葉蔵が子供の頃からずっと恐怖してたのは「世間」だの「普通の人間の営み」だったりだのとは語られてんだけど、本当に恐ろしかったのは「自分が罪を犯すこと」(でもその”罪”がなんなのかはわからないから怖い)ではないかなーとも思ったりしたよ。
だからことさら他人と違うことにビクビクしたり、「わからない」ということに怯えてなきゃいけなかったのかも。堀木との言葉遊びになぞらえていえば「世間」の対義語は「自分」なんじゃね? で、「自分」の同義語は「罪」なんだよ。
 
全体に苦悩し続ける葉蔵さんの言動は大変愉快だったんだけど、最後に思わず爆笑したのがちょうど第三の手記の最後のこれ。

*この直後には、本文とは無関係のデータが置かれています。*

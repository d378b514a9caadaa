//! Identity resolver - decides which user row an authentication event
//! creates, refreshes or links.
//!
//! Each operation runs its reads and its single write inside one unit-of-work
//! transaction. Uniqueness under races is enforced by the store, whose
//! violations arrive here already translated (`UsernameTaken`, `Conflict`).

use async_trait::async_trait;
use std::sync::Arc;

use crate::domain::credentials::{
    normalize_email, normalize_username, validate_email, validate_name, validate_password,
    validate_username,
};
use crate::domain::{CredentialError, ExternalAssertion, ExternalProfile, Password, User};
use crate::errors::{AppError, AppResult};
use crate::infra::UnitOfWork;
use crate::with_transaction;

/// Local registration form as submitted.
#[derive(Debug, Clone)]
pub struct LocalRegistration {
    pub username: String,
    pub password: String,
    pub first_name: String,
    pub last_name: String,
    pub email: String,
}

impl LocalRegistration {
    /// Lower-case username and email, trim names. The password is untouched.
    fn normalized(self) -> Self {
        Self {
            username: normalize_username(&self.username),
            password: self.password,
            first_name: self.first_name.trim().to_string(),
            last_name: self.last_name.trim().to_string(),
            email: normalize_email(&self.email),
        }
    }

    /// First violated rule, checked field by field on the submitted text.
    ///
    /// Runs before lower-casing: case folding maps some non-ASCII letters
    /// (KELVIN SIGN to `k`) into the allowed charset.
    fn validate(&self) -> Result<(), CredentialError> {
        validate_username(self.username.trim())?;
        validate_password(&self.password)?;
        validate_name(&self.first_name, CredentialError::FirstNameRequired)?;
        validate_name(&self.last_name, CredentialError::LastNameRequired)?;
        validate_email(self.email.trim())
    }
}

/// Outcome of a local registration.
#[derive(Debug, Clone, PartialEq, Eq)]
pub enum Registration {
    /// A credential was stored, on a new row or merged into an external one
    Registered { user: User, linked: bool },
    /// The email belongs to an external account; nothing was written
    NeedsLinking { email: String, name: String },
}

/// Identity resolution use cases.
#[async_trait]
pub trait IdentityService: Send + Sync {
    /// Create, refresh or link the user behind an external-provider login
    async fn resolve_external_login(&self, profile: ExternalProfile) -> AppResult<User>;

    /// Register a username/password credential.
    ///
    /// `link` must be a verified assertion of the external identity that
    /// already owns the email; without it such a registration only reports
    /// `NeedsLinking`.
    async fn register_local(
        &self,
        form: LocalRegistration,
        link: Option<ExternalAssertion>,
    ) -> AppResult<Registration>;

    /// Verify a username/password pair
    async fn authenticate_local(&self, username: String, password: String) -> AppResult<User>;

    /// Whether a username is well-formed and unclaimed
    async fn check_username(&self, username: String) -> AppResult<bool>;
}

/// IdentityService over a unit of work.
pub struct IdentityResolver<U: UnitOfWork> {
    uow: Arc<U>,
}

impl<U: UnitOfWork> IdentityResolver<U> {
    pub fn new(uow: Arc<U>) -> Self {
        Self { uow }
    }
}

#[async_trait]
impl<U: UnitOfWork> IdentityService for IdentityResolver<U> {
    async fn resolve_external_login(&self, profile: ExternalProfile) -> AppResult<User> {
        with_transaction!(self.uow, |ctx| {
            let users = ctx.users();

            if let Some(mut user) = users.find_by_external_id(&profile.external_id).await? {
                user.refresh_from_profile(&profile);
                tracing::debug!(user_id = %user.id, "Refreshing external identity");
                return users.update(user).await;
            }

            if let Some(mut user) = users.find_local_by_email(&profile.email).await? {
                if user.external_id.is_some() {
                    // The lookup excludes linked rows; never rebind one
                    tracing::warn!(
                        user_id = %user.id,
                        "Email match already bound to an external identity, refreshing only"
                    );
                    user.refresh_from_profile(&profile);
                    return users.update(user).await;
                }

                user.link_external(&profile);
                tracing::info!(user_id = %user.id, "Linking external identity to local account");
                return users.update(user).await;
            }

            let user = users.create(User::from_profile(&profile)).await?;
            tracing::info!(user_id = %user.id, "Created user from external identity");
            Ok(user)
        })
    }

    async fn register_local(
        &self,
        form: LocalRegistration,
        link: Option<ExternalAssertion>,
    ) -> AppResult<Registration> {
        form.validate()?;
        let form = form.normalized();

        with_transaction!(self.uow, |ctx| {
            let users = ctx.users();

            if users.username_exists(&form.username, None).await? {
                return Err(AppError::UsernameTaken);
            }

            if let Some(assertion) = link {
                // The assertion names the row; the email only has to agree
                let existing = users.find_by_external_id(&assertion.external_id).await?;
                let Some(mut existing) = existing.filter(|u| {
                    u.email == assertion.email && assertion.email == form.email
                }) else {
                    tracing::warn!(
                        username = %form.username,
                        "Link assertion does not match an account for this email"
                    );
                    return Err(AppError::LinkRejected);
                };

                if existing.has_local_credential() {
                    return Err(AppError::EmailAlreadyRegistered);
                }
                if users.username_exists(&form.username, Some(existing.id)).await? {
                    return Err(AppError::UsernameTaken);
                }

                let hash = Password::new(&form.password)?.into_string();
                existing.attach_local_credential(
                    form.username,
                    hash,
                    &form.first_name,
                    &form.last_name,
                );
                let user = users.update(existing).await?;
                tracing::info!(user_id = %user.id, "Linked local credential to external account");

                return Ok(Registration::Registered { user, linked: true });
            }

            if let Some(existing) = users.find_linked_by_email(&form.email).await? {
                tracing::info!(
                    username = %form.username,
                    "Email bound to an external account, linking required"
                );
                return Ok(Registration::NeedsLinking {
                    email: existing.email,
                    name: existing.name,
                });
            }

            if users.find_local_by_email(&form.email).await?.is_some() {
                return Err(AppError::EmailAlreadyRegistered);
            }

            let hash = Password::new(&form.password)?.into_string();
            let user = users
                .create(User::local(
                    form.username,
                    hash,
                    form.first_name,
                    form.last_name,
                    form.email,
                ))
                .await?;
            tracing::info!(user_id = %user.id, "Registered local user");

            Ok(Registration::Registered {
                user,
                linked: false,
            })
        })
    }

    async fn authenticate_local(&self, username: String, password: String) -> AppResult<User> {
        let username = normalize_username(&username);
        let user = self.uow.users().find_by_username(&username).await?;

        let stored = user
            .as_ref()
            .and_then(|u| u.password_hash.clone())
            .map(Password::from_hash);

        // Equal work whether or not a hash exists
        let valid = match &stored {
            Some(hash) => hash.verify(&password),
            None => Password::verify_dummy(&password),
        };

        match user {
            Some(user) if valid => Ok(user),
            _ => {
                tracing::debug!(username = %username, "Local authentication failed");
                Err(AppError::InvalidCredentials)
            }
        }
    }

    async fn check_username(&self, username: String) -> AppResult<bool> {
        validate_username(username.trim())?;
        let username = normalize_username(&username);

        let taken = self.uow.users().username_exists(&username, None).await?;
        Ok(!taken)
    }
}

 自分は仰向けに寝て、お腹に湯たんぽを載せながら、テツにこごとを言ってやろうと思いました。
「これは、お前、カルモチンじゃない。ヘノモチン、という、」
と言いかけて、うふふふと笑ってしまいました。「廃人」はどうやらこれは、喜劇名詞のようです。眠ろうとして下剤を飲み、しかも、その下剤の名前はヘノモチン。

太宰先生のユーモアはスバラシイですね。爆笑(笑)
でもその数ページあとのホントに最後の一文で涙出ちゃったよ。手記を十年たって初めて読んで、泣いたかと聞かれて何の感慨もないように言ったバーのマダムの葉蔵評。

「あの人のお父さんが悪いのですよ」
何気なさそうに、そう言った。
「私たちの知ってる葉ちゃんは、とても素直で、よく気がきいて、あれでお酒さえ飲まなければ、いいえ、飲んでも、‥‥‥神様みたいないい子でした。」

葉蔵が本当に神様みたいにいい子だったのかどうかはともかく、十年以上昔のことを懐かしむでもなく過ぎた事と突き放すでもなく(というかこのマダムのそう言ってしまった感情がなんなのか)あまりにも何気なくいったそのひとことが、逆にオレには葉蔵の、普通の人みたいに生きられなかった苦悩や哀しみを表してるような気がしますよ。だから泣けた。
斗真の葉蔵はここのとこを基調に解釈した役作りではないだろうかしら?よく知らないけど。(いいかげん)
 
ちょっとメモっとこうと思った追記。
子供の頃の手記で葉蔵が女中や下男の犯罪行為‥‥って言ってたのって、そのまんま悪戯されたってことだったのね?なんか比喩的な意味だと思ってスルーして、後の描写であれっと思ってしまったよ。それはあの時代普通のことだったのかそうでなかったのかわからんけど、何だか難儀な人だねえ。
大人になってからの雰囲気とかってことじゃなく生来そういう雰囲気があったのかしらん?顔形は可愛いってことだけど。
そういや映画では特にそういう描写はなかったけど、鉄とのやり取りで後ろから布団に入ってきてなんかやってるなあと思ったのは手でやられてたんですね?小説のもそういうことだよな。難儀な人だなあ。

*1:どうでもいいけど「絶望先生」とか「かってに改造」がああいう主人公だっていうのも、やっと本当の意味でよくわかりました(笑)久米田先生がああなのもな。